In this dissertation I address emerging land and labor issues associated with the rapid urbanization in China over the past decades, including the negative effects of the real estate booms on manufacturing development, land conflicts, and gender inequality among migrants. The thesis consists of six chapters. Chapter 1 offers an introductory discussion on the overarching objective and specific questions of the whole research. Chapter 2 focuses on the effects of housing price appreciation on firm investment. I find a robust negative relationship between local housing prices and the investment of manufacturing firms. A detailed examination of the underlying mechanism probes that it is mainly due to a Dutch disease effect of the real estate price boom: rising housing prices push up wages and other production costs for manufacturing firms and therefore reduce the incentive to invest. Chapter 3 applies a difference-in-differences approach to identify the intra-industry resource allocation effects of the real estate boom. The results show that industries intrinsically highly linked with real estate sectors experienced increasing heterogeneity in firm total factor productivity (TFP), suggesting sorting-in or expansion of less-efficient firms in more real-estate-exposed industries. Chapter 4 investigates the effects of foreign direct investment and fiscal decentralization on jurisdictional land conflicts. The results show that the FDI growth rate has a positive and significant impact on the growth rate of illegal land use when there is a high degree of fiscal decentralization. It thus suggests that FDI inflows trigger tensions over land in provinces with a high degree of fiscal decentralization. Chapter 5 examines the wage gap between female and male rural-urban migrant workers in China. I test whether the differences can be attributed to human capital characteristics, gender discrimination or other factors.

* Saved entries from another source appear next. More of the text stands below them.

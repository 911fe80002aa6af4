//! Run one external command with its output teed to the terminal and a log file.

use std::path::{Path, PathBuf};
use std::process::Stdio;
use std::sync::Arc;

use tokio::io::{AsyncRead, AsyncReadExt};
use tokio::sync::Mutex;
use trainctl_types::LaunchCommand;
use trainctl_utils::{Echo, LogFile, OutputStream, TeeSink};

use crate::LaunchError;
use crate::env::build_command;
use crate::process::{ChildGuard, exit_code};

const READ_CHUNK: usize = 8192;

/// Outcome of a completed invocation.
#[derive(Debug, Clone, PartialEq, Eq)]
pub struct Invocation {
    /// Exit code of the child itself (`128 + n` when killed by signal `n`).
    pub code: i32,
    pub log_path: Option<PathBuf>,
}

impl Invocation {
    #[must_use]
    pub fn success(&self) -> bool {
        self.code == 0
    }
}

#[derive(Debug, Clone, Copy, Default)]
pub struct Invoker {
    echo: Echo,
}

impl Invoker {
    #[must_use]
    pub fn new(echo: Echo) -> Self {
        Self { echo }
    }

    /// Spawn `launch`, tee its stdout and stderr, and wait for it.
    ///
    /// The returned code comes from the child's wait status, so a failing workload
    /// is reported as failing no matter what happens to the copies of its output.
    /// A log file that cannot be opened fails the invocation before anything is
    /// spawned.
    pub async fn run(
        &self,
        launch: &LaunchCommand,
        log_path: Option<&Path>,
    ) -> Result<Invocation, LaunchError> {
        let log = match log_path {
            Some(path) => Some(LogFile::open_append(path).map_err(|source| {
                LaunchError::LogFile {
                    path: path.to_path_buf(),
                    source,
                }
            })?),
            None => None,
        };

        let mut command = build_command(launch);
        command
            .stdin(Stdio::inherit())
            .stdout(Stdio::piped())
            .stderr(Stdio::piped());

        tracing::info!(
            command = %launch,
            cwd = ?launch.cwd,
            log = ?log_path,
            "Starting subprocess"
        );
        let child = command.spawn().map_err(|source| LaunchError::Spawn {
            program: launch.program.clone(),
            source,
        })?;
        let mut guard = ChildGuard::new(child);

        let stdout = guard
            .child_mut()
            .stdout
            .take()
            .ok_or_else(|| LaunchError::Pipe {
                program: launch.program.clone(),
                stream: "stdout",
            })?;
        let stderr = guard
            .child_mut()
            .stderr
            .take()
            .ok_or_else(|| LaunchError::Pipe {
                program: launch.program.clone(),
                stream: "stderr",
            })?;

        let sink = Arc::new(Mutex::new(TeeSink::new(self.echo, log)));
        let stdout_task = tokio::spawn(pump(stdout, OutputStream::Stdout, Arc::clone(&sink)));
        let stderr_task = tokio::spawn(pump(stderr, OutputStream::Stderr, Arc::clone(&sink)));

        let status = guard
            .child_mut()
            .wait()
            .await
            .map_err(|source| LaunchError::Wait {
                program: launch.program.clone(),
                source,
            })?;
        guard.disarm();

        for (stream, task) in [("stdout", stdout_task), ("stderr", stderr_task)] {
            if let Err(e) = task.await {
                tracing::warn!(
                    program = %launch.program,
                    stream,
                    "Output pump ended abnormally; the log may be incomplete: {e}"
                );
            }
        }
        sink.lock().await.finish().await;

        let code = exit_code(status);
        if code == 0 {
            tracing::info!(program = %launch.program, "Subprocess finished");
        } else {
            tracing::warn!(program = %launch.program, code, "Subprocess failed");
        }

        Ok(Invocation {
            code,
            log_path: log_path.map(Path::to_path_buf),
        })
    }
}

async fn pump<R: AsyncRead + Unpin>(
    mut reader: R,
    stream: OutputStream,
    sink: Arc<Mutex<TeeSink>>,
) {
    let mut buf = vec![0u8; READ_CHUNK];
    loop {
        let n = match reader.read(&mut buf).await {
            Ok(0) => break,
            Ok(n) => n,
            Err(e) => {
                tracing::debug!(?stream, "read from child failed: {e}");
                break;
            }
        };
        sink.lock().await.write(stream, &buf[..n]).await;
    }
}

I find a relative small gender wage gap of 16-18%, and that most of the gender wage gap cannot be attributed to gender differences in observed characteristics. In addition, the paper documents important differences in factors affecting gender wage gaps between the sub-sample of migrants living at their workplace and those living at urban communities. Chapter 6 synthesizes the findings in each chapter, discusses their value-added to related literature, and presents recommendations for policy-making and future research.